Europe is in worse shape than we are.  That is why these kind of things are coming out the woodwork.  The European Union was always kind of iffy.  Now we are seeing the cracks in a pretty serious way.  I don't think that the project will survive.

We here in the US have a very defined history of dealing with secessionist movements.  We killed off 4% of the men in the country to make sure that such a thing would not happen.  I really can't see that happening again.  As the state progressively weakens over the next years, we will see if we still have the level of resolve that President Lincoln et al. displayed.

Wednesday, October 3, 2012

OK  This was found over at "Some Assembly Required"
Rationing: The health care cost problems in the US stem from two things – for profit medicine, and the tendency to lavish costly efforts on elderly Americans without considering the cost/benefit ratios in the context of the overall health of the nation. To put it a tad more clearly, we need death panels.
 Now on the same day, over at "Jesse's Cafe Americain"
"The perpetrators were scholars, doctors, nurses, justice officials, the police and the health and workers’ administration.  
The victims were poor, desperate, rebellious or in need of help. They came from psychiatric clinics and childrens hospitals, from old age homes and welfare institutions, from military hospitals and internment camps.
The number of victims is huge, the number of offenders who were sentenced, small.
Commemorative Tablet at Tiergartenstraße 4 in Berlin

Now, this is the hard thing that I have been wrestling with of late.  This one has given me fits for three weeks now.  Where does the right exist to live beyond ones natural lifespan?  Does withholding expensive medical care constitute abuse?  Are the elderly more important than those in their younger years.  Where does honor thy Mother and thy Father start and end.

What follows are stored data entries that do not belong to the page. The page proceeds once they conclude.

#[cfg(test)]
mod tests {
    use super::*;
    use std::sync::atomic::{AtomicUsize, Ordering};
    use std::sync::Mutex;

    use async_trait::async_trait;

    use crate::application::applier::ApplyOutcome;
    use crate::application::detector::DetectorConfig;
    use crate::application::ports::{ApplyError, ProbeError};
    use crate::domain::config::SwitchConfig;
    use crate::domain::error::ConfigError;
    use crate::domain::{AudioDevice, AudioDeviceId, Transport, VideoDevice};

    // --- Mock ports ---

    struct MockInventory {
        audio: Mutex<Vec<AudioDevice>>,
        video: Mutex<Vec<VideoDevice>>,
        default_input: Mutex<Option<AudioDeviceId>>,
        default_output: Mutex<Option<AudioDeviceId>>,
        events_tx: broadcast::Sender<InventoryEvent>,
    }

    impl MockInventory {
        fn new() -> Arc<Self> {
            let (events_tx, _) = broadcast::channel(64);
            Arc::new(Self {
                audio: Mutex::new(Vec::new()),
                video: Mutex::new(Vec::new()),
                default_input: Mutex::new(None),
                default_output: Mutex::new(None),
                events_tx,
            })
        }

        fn set_audio(&self, devices: Vec<AudioDevice>) {
            *self.audio.lock().unwrap() = devices;
        }

        fn emit(&self, event: InventoryEvent) {
            let _ = self.events_tx.send(event);
        }
    }

    #[async_trait]
    impl DeviceInventory for MockInventory {
        async fn audio_devices(&self) -> Vec<AudioDevice> {
            self.audio.lock().unwrap().clone()
        }

        async fn video_devices(&self) -> Vec<VideoDevice> {
            self.video.lock().unwrap().clone()
        }

        async fn default_input(&self) -> Option<AudioDeviceId> {
            *self.default_input.lock().unwrap()
        }

        async fn default_output(&self) -> Option<AudioDeviceId> {
            *self.default_output.lock().unwrap()
        }

        fn events(&self) -> broadcast::Receiver<InventoryEvent> {
            self.events_tx.subscribe()
        }
    }

    struct MockWriter {
        writes: AtomicUsize,
    }

    impl MockWriter {
        fn new() -> Arc<Self> {
            Arc::new(Self {
                writes: AtomicUsize::new(0),
            })
        }
    }

    #[async_trait]
    impl DefaultDeviceWriter for MockWriter {
        async fn set_default_input(&self, _device: &AudioDevice) -> Result<(), ApplyError> {
            self.writes.fetch_add(1, Ordering::SeqCst);
            Ok(())
        }

        async fn set_default_output(&self, _device: &AudioDevice) -> Result<(), ApplyError> {
            self.writes.fetch_add(1, Ordering::SeqCst);
            Ok(())
        }
    }

    struct MockConfigStore {
        config: Mutex<SwitchConfig>,
        changed_tx: broadcast::Sender<()>,
    }

    impl MockConfigStore {
        fn new(config: SwitchConfig) -> Arc<Self> {
            let (changed_tx, _) = broadcast::channel(16);
            Arc::new(Self {
                config: Mutex::new(config),
                changed_tx,
            })
        }

        fn set(&self, config: SwitchConfig) {
            *self.config.lock().unwrap() = config;
            let _ = self.changed_tx.send(());
        }
    }

    #[async_trait]
    impl ConfigStore for MockConfigStore {
        async fn load(&self) -> Result<SwitchConfig, ConfigError> {
            Ok(self.current())
        }

        async fn save(&self, config: &SwitchConfig) -> Result<(), ConfigError> {
            self.set(config.clone());
            Ok(())
        }

        fn current(&self) -> SwitchConfig {
            self.config.lock().unwrap().clone()
        }

        fn subscribe(&self) -> broadcast::Receiver<()> {
            self.changed_tx.subscribe()
        }

        fn path(&self) -> std::path::PathBuf {
            std::path::PathBuf::from("/dev/null")
        }

        fn exists(&self) -> bool {
            false
        }

        async fn init(&self) -> Result<(), ConfigError> {
            Ok(())
        }
    }

    struct MockSink {
        evaluations: AtomicUsize,
        last: Mutex<Option<(Selection, Posture)>>,
    }

    impl MockSink {
        fn new() -> Arc<Self> {
            Arc::new(Self {
                evaluations: AtomicUsize::new(0),
                last: Mutex::new(None),
            })
        }

        fn count(&self) -> usize {
            self.evaluations.load(Ordering::SeqCst)
        }

        fn last_mic(&self) -> Option<String> {
            self.last
                .lock()
                .unwrap()
                .as_ref()
                .and_then(|(selection, _)| selection.mic.as_ref().map(|d| d.name.clone()))
        }
    }

    impl PresentationSink for MockSink {
        fn selection_applied(
            &self,
            selection: &Selection,
            posture: Posture,
            _outcome: &ApplyOutcome,
        ) {
            self.evaluations.fetch_add(1, Ordering::SeqCst);
            *self.last.lock().unwrap() = Some((selection.clone(), posture));
        }
    }

    struct TogglingProbe {
        lid_closed: Mutex<bool>,
    }

    impl TogglingProbe {
        fn open() -> Arc<Self> {
            Arc::new(Self {
                lid_closed: Mutex::new(false),
            })
        }

        fn set_lid_closed(&self, closed: bool) {
            *self.lid_closed.lock().unwrap() = closed;
        }
    }

    impl PlatformProbe for TogglingProbe {
        fn lid_closed(&self) -> Result<bool, ProbeError> {
            Ok(*self.lid_closed.lock().unwrap())
        }

        fn builtin_display_active(&self) -> Result<bool, ProbeError> {
            Ok(true)
        }
    }

    // --- Harness ---

    struct Harness {
        inventory: Arc<MockInventory>,
        writer: Arc<MockWriter>,
        store: Arc<MockConfigStore>,
        probe: Arc<TogglingProbe>,
        detector: Arc<PostureDetector<TogglingProbe>>,
        sink: Arc<MockSink>,
        handle: OrchestratorHandle,
        task: JoinHandle<()>,
    }

    impl Harness {
        fn start(config: OrchestratorConfig) -> Self {
            let inventory = MockInventory::new();
            let writer = MockWriter::new();
            let store = MockConfigStore::new(SwitchConfig::default());
            let probe = TogglingProbe::open();
            let detector = Arc::new(PostureDetector::new(
                Arc::clone(&probe),
                DetectorConfig::default(),
            ));
            let sink = MockSink::new();

            let orchestrator = Orchestrator::new(
                Arc::clone(&inventory),
                Arc::clone(&writer),
                Arc::clone(&store),
                Arc::clone(&detector),
                Arc::clone(&sink),
                config,
            );
            let (handle, task) = orchestrator.spawn();

            Self {
                inventory,
                writer,
                store,
                probe,
                detector,
                sink,
                handle,
                task,
            }
        }

        /// Advance paused time just enough to let pending work run.
        async fn settle(&self) {
            tokio::time::sleep(Duration::from_millis(1)).await;
        }
    }

    impl Drop for Harness {
        fn drop(&mut self) {
            self.task.abort();
        }
    }

    fn quick_config() -> OrchestratorConfig {
        OrchestratorConfig {
            debounce_window: Duration::from_millis(500),
            startup_delay: Duration::from_millis(10),
        }
    }

    fn desk_mic() -> AudioDevice {
        AudioDevice {
            id: AudioDeviceId(1),
            uid: "desk-mic".to_string(),
            name: "Desk Mic".to_string(),
            transport: Transport::Usb,
            has_input: true,
            has_output: false,
        }
    }

    fn builtin_mic() -> AudioDevice {
        AudioDevice {
            id: AudioDeviceId(2),
            uid: "builtin-mic".to_string(),
            name: "Built-in Microphone".to_string(),
            transport: Transport::BuiltIn,
            has_input: true,
            has_output: false,
        }
    }

    // --- Tests ---

    #[tokio::test(start_paused = true)]
    async fn startup_evaluation_runs_after_delay() {
        let harness = Harness::start(quick_config());

        assert_eq!(harness.sink.count(), 0);
        tokio::time::sleep(Duration::from_millis(20)).await;
        assert_eq!(harness.sink.count(), 1);
    }

    #[tokio::test(start_paused = true)]
    async fn burst_of_device_events_coalesces_into_one_evaluation() {
        let harness = Harness::start(quick_config());
        tokio::time::sleep(Duration::from_millis(20)).await;
        let baseline = harness.sink.count();

        for _ in 0..5 {
            harness.inventory.emit(InventoryEvent::AudioListChanged);
        }
        tokio::time::sleep(Duration::from_millis(600)).await;

        assert_eq!(harness.sink.count(), baseline + 1);
    }

    #[tokio::test(start_paused = true)]
    async fn debounce_window_resets_on_each_notification() {
        let harness = Harness::start(quick_config());
        tokio::time::sleep(Duration::from_millis(20)).await;
        let baseline = harness.sink.count();

        harness.inventory.emit(InventoryEvent::AudioListChanged);
        tokio::time::sleep(Duration::from_millis(300)).await;
        harness.inventory.emit(InventoryEvent::AudioListChanged);

        // First window would have expired here; the reset one has not
        tokio::time::sleep(Duration::from_millis(300)).await;
        assert_eq!(harness.sink.count(), baseline);

        tokio::time::sleep(Duration::from_millis(300)).await;
        assert_eq!(harness.sink.count(), baseline + 1);
    }

    #[tokio::test(start_paused = true)]
    async fn sources_debounce_independently() {
        let harness = Harness::start(quick_config());
        tokio::time::sleep(Duration::from_millis(20)).await;
        let baseline = harness.sink.count();

        harness.inventory.emit(InventoryEvent::AudioListChanged);
        tokio::time::sleep(Duration::from_millis(300)).await;
        harness.inventory.emit(InventoryEvent::CameraListChanged);

        // Audio window expires first, camera window later
        tokio::time::sleep(Duration::from_millis(1000)).await;
        assert_eq!(harness.sink.count(), baseline + 2);
    }

    #[tokio::test(start_paused = true)]
    async fn posture_flip_evaluates_immediately() {
        let harness = Harness::start(quick_config());
        tokio::time::sleep(Duration::from_millis(20)).await;
        let baseline = harness.sink.count();

        harness.probe.set_lid_closed(true);
        harness.detector.refresh();
        harness.settle().await;

        assert_eq!(harness.sink.count(), baseline + 1);
        let (_, posture) = harness.handle.last_evaluation().unwrap();
        assert_eq!(posture, Posture::Closed);
    }

    #[tokio::test(start_paused = true)]
    async fn config_edit_evaluates_immediately() {
        let harness = Harness::start(quick_config());
        tokio::time::sleep(Duration::from_millis(20)).await;
        let baseline = harness.sink.count();

        harness.store.set(SwitchConfig {
            open_mic: vec!["Desk Mic".to_string()],
            ..Default::default()
        });
        harness.settle().await;

        assert_eq!(harness.sink.count(), baseline + 1);
    }

    #[tokio::test(start_paused = true)]
    async fn override_is_applied_and_sticky_across_churn() {
        let harness = Harness::start(quick_config());
        harness.inventory.set_audio(vec![builtin_mic(), desk_mic()]);
        tokio::time::sleep(Duration::from_millis(20)).await;

        assert!(
            harness
                .handle
                .set_override(DeviceCategory::Mic, Some("Desk Mic".to_string()))
                .await
        );
        harness.settle().await;
        assert_eq!(harness.sink.last_mic().as_deref(), Some("Desk Mic"));

        // Device churn does not dislodge the override
        harness.inventory.emit(InventoryEvent::AudioListChanged);
        tokio::time::sleep(Duration::from_millis(600)).await;
        assert_eq!(harness.sink.last_mic().as_deref(), Some("Desk Mic"));

        // Clearing falls back to the heuristic pick
        assert!(
            harness
                .handle
                .set_override(DeviceCategory::Mic, None)
                .await
        );
        harness.settle().await;
        assert_eq!(
            harness.sink.last_mic().as_deref(),
            Some("Built-in Microphone")
        );
    }

    #[tokio::test(start_paused = true)]
    async fn override_for_absent_device_stays_stored() {
        let harness = Harness::start(quick_config());
        harness.inventory.set_audio(vec![builtin_mic()]);
        tokio::time::sleep(Duration::from_millis(20)).await;

        harness
            .handle
            .set_override(DeviceCategory::Mic, Some("Desk Mic".to_string()))
            .await;
        harness.settle().await;

        // Absent for now: evaluation falls through
        assert_eq!(
            harness.sink.last_mic().as_deref(),
            Some("Built-in Microphone")
        );

        // Plugging it in makes the stored override win
        harness.inventory.set_audio(vec![builtin_mic(), desk_mic()]);
        harness.inventory.emit(InventoryEvent::AudioListChanged);
        tokio::time::sleep(Duration::from_millis(600)).await;
        assert_eq!(harness.sink.last_mic().as_deref(), Some("Desk Mic"));
    }

    #[tokio::test(start_paused = true)]
    async fn unchanged_defaults_are_not_rewritten() {
        let harness = Harness::start(quick_config());
        harness.inventory.set_audio(vec![builtin_mic()]);
        tokio::time::sleep(Duration::from_millis(20)).await;
        let writes = harness.writer.writes.load(Ordering::SeqCst);
        assert_eq!(writes, 1);

        // No OS-side change: the mock writer does not move the default
        // slot, so the mismatch persists and is retried; once the slot is
        // set, further evaluations skip the write.
        *harness.inventory.default_input.lock().unwrap() = Some(AudioDeviceId(2));
        harness.inventory.emit(InventoryEvent::DefaultInputChanged);
        tokio::time::sleep(Duration::from_millis(600)).await;
        assert_eq!(harness.writer.writes.load(Ordering::SeqCst), writes);
    }
}
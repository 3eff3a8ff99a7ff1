//! Device inventory adapters

pub mod system;
pub mod v4l;

pub use system::SystemInventory;
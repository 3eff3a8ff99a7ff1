//! Posture detector
//!
//! Combines the lid flag and built-in display activity into one posture
//! value. Neither platform signal is reliable alone, so the detector pairs
//! a push subscription (display reconfiguration, when the platform has
//! one) with a poll backstop on a fixed interval.

use std::sync::Arc;
use std::time::Duration;

use tokio::sync::{broadcast, watch};
use tokio::task::JoinHandle;

use super::ports::{PlatformProbe, ProbeError};
use crate::domain::Posture;

/// Detector timing knobs.
#[derive(Debug, Clone)]
pub struct DetectorConfig {
    /// Poll interval for the backstop read of the combined signal.
    pub poll_interval: Duration,
}

impl Default for DetectorConfig {
    fn default() -> Self {
        Self {
            poll_interval: Duration::from_secs(5),
        }
    }
}

/// Posture detector with a cached value and a change stream.
///
/// The change stream emits only on an actual change of value; duplicate
/// reads are suppressed. The cached value is mutated only through
/// `refresh`, which the monitoring task serializes.
pub struct PostureDetector<P: PlatformProbe> {
    probe: Arc<P>,
    state: watch::Sender<Posture>,
    config: DetectorConfig,
}

impl<P: PlatformProbe + 'static> PostureDetector<P> {
    /// Create a detector, taking the initial posture from the probe.
    ///
    /// A failing initial read defaults to open: absence of evidence is
    /// treated open-like.
    pub fn new(probe: Arc<P>, config: DetectorConfig) -> Self {
        let initial = read_posture(probe.as_ref()).unwrap_or(Posture::Open);
        let (state, _) = watch::channel(initial);
        Self {
            probe,
            state,
            config,
        }
    }

    /// Current cached posture.
    pub fn current(&self) -> Posture {
        *self.state.borrow()
    }

    /// Subscribe to posture changes.
    pub fn subscribe(&self) -> watch::Receiver<Posture> {
        self.state.subscribe()
    }

    /// Re-read the probe and publish the value if it changed.
    ///
    /// A failed read leaves the cached value untouched, keeping posture
    /// monotone against transient glitches.
    pub fn refresh(&self) {
        if let Ok(posture) = read_posture(self.probe.as_ref()) {
            self.state.send_if_modified(|current| {
                if *current != posture {
                    *current = posture;
                    true
                } else {
                    false
                }
            });
        }
    }

    /// Spawn the monitoring task: poll backstop plus the probe's push
    /// stream. All refreshes run on this task.
    pub fn spawn(self: &Arc<Self>) -> JoinHandle<()> {
        let detector = Arc::clone(self);
        tokio::spawn(async move {
            let mut ticker = tokio::time::interval(detector.config.poll_interval);
            ticker.set_missed_tick_behavior(tokio::time::MissedTickBehavior::Delay);
            let mut changes = detector.probe.changes();

            loop {
                tokio::select! {
                    _ = ticker.tick() => detector.refresh(),
                    event = recv_change(&mut changes) => match event {
                        Some(()) => detector.refresh(),
                        // Push stream closed; keep polling
                        None => changes = None,
                    },
                }
            }
        })
    }
}

/// Await the next push event, pending forever when there is no stream.
async fn recv_change(changes: &mut Option<broadcast::Receiver<()>>) -> Option<()> {
    match changes {
        Some(rx) => match rx.recv().await {
            Ok(()) => Some(()),
            // Missed notifications still mean "something changed"
            Err(broadcast::error::RecvError::Lagged(_)) => Some(()),
            Err(broadcast::error::RecvError::Closed) => None,
        },
        None => std::future::pending().await,
    }
}

fn read_posture<P: PlatformProbe + ?Sized>(probe: &P) -> Result<Posture, ProbeError> {
    let lid_closed = probe.lid_closed()?;
    let display_active = probe.builtin_display_active()?;
    Ok(Posture::from_signals(lid_closed, display_active))
}
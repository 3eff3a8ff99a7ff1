//! Default-device writer port interface

use async_trait::async_trait;
use thiserror::Error;

use crate::domain::AudioDevice;

/// Errors from writing an OS default-device slot
#[derive(Debug, Clone, Error)]
pub enum ApplyError {
    #[error("Device control tool not found: {0}")]
    ToolNotFound(String),

    #[error("OS rejected default-{slot} change to \"{device}\": {message}")]
    WriteRejected {
        slot: &'static str,
        device: String,
        message: String,
    },
}

/// Port for writing the OS default input/output device slots.
///
/// Callers are expected to skip the write when the slot already holds the
/// device; implementations perform the write unconditionally.
#[async_trait]
pub trait DefaultDeviceWriter: Send + Sync {
    /// Make `device` the OS default input.
    async fn set_default_input(&self, device: &AudioDevice) -> Result<(), ApplyError>;

    /// Make `device` the OS default output.
    async fn set_default_output(&self, device: &AudioDevice) -> Result<(), ApplyError>;
}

I can't seem to pin down the answers.  Any attempt leaves me unsatisfied.  There may not well be a right answer, just a series of unsatisfactory compromises.

Monday, October 1, 2012

Now this is funny


I really recommend reading Slashdot every day.  Oh, it is old school in internet years, and it has fallen from being the power it once was, but as a hand out for nerds with good access to ideas, you really can't beat it.

This particular story really tweaked my interest

Now, in my mind this is a grand-slam, out of the park home run.   Living in rural America among whacked out evangelicals, I think that the tenor of the original article, while brutal satire, might be uncomfortably close to the mark.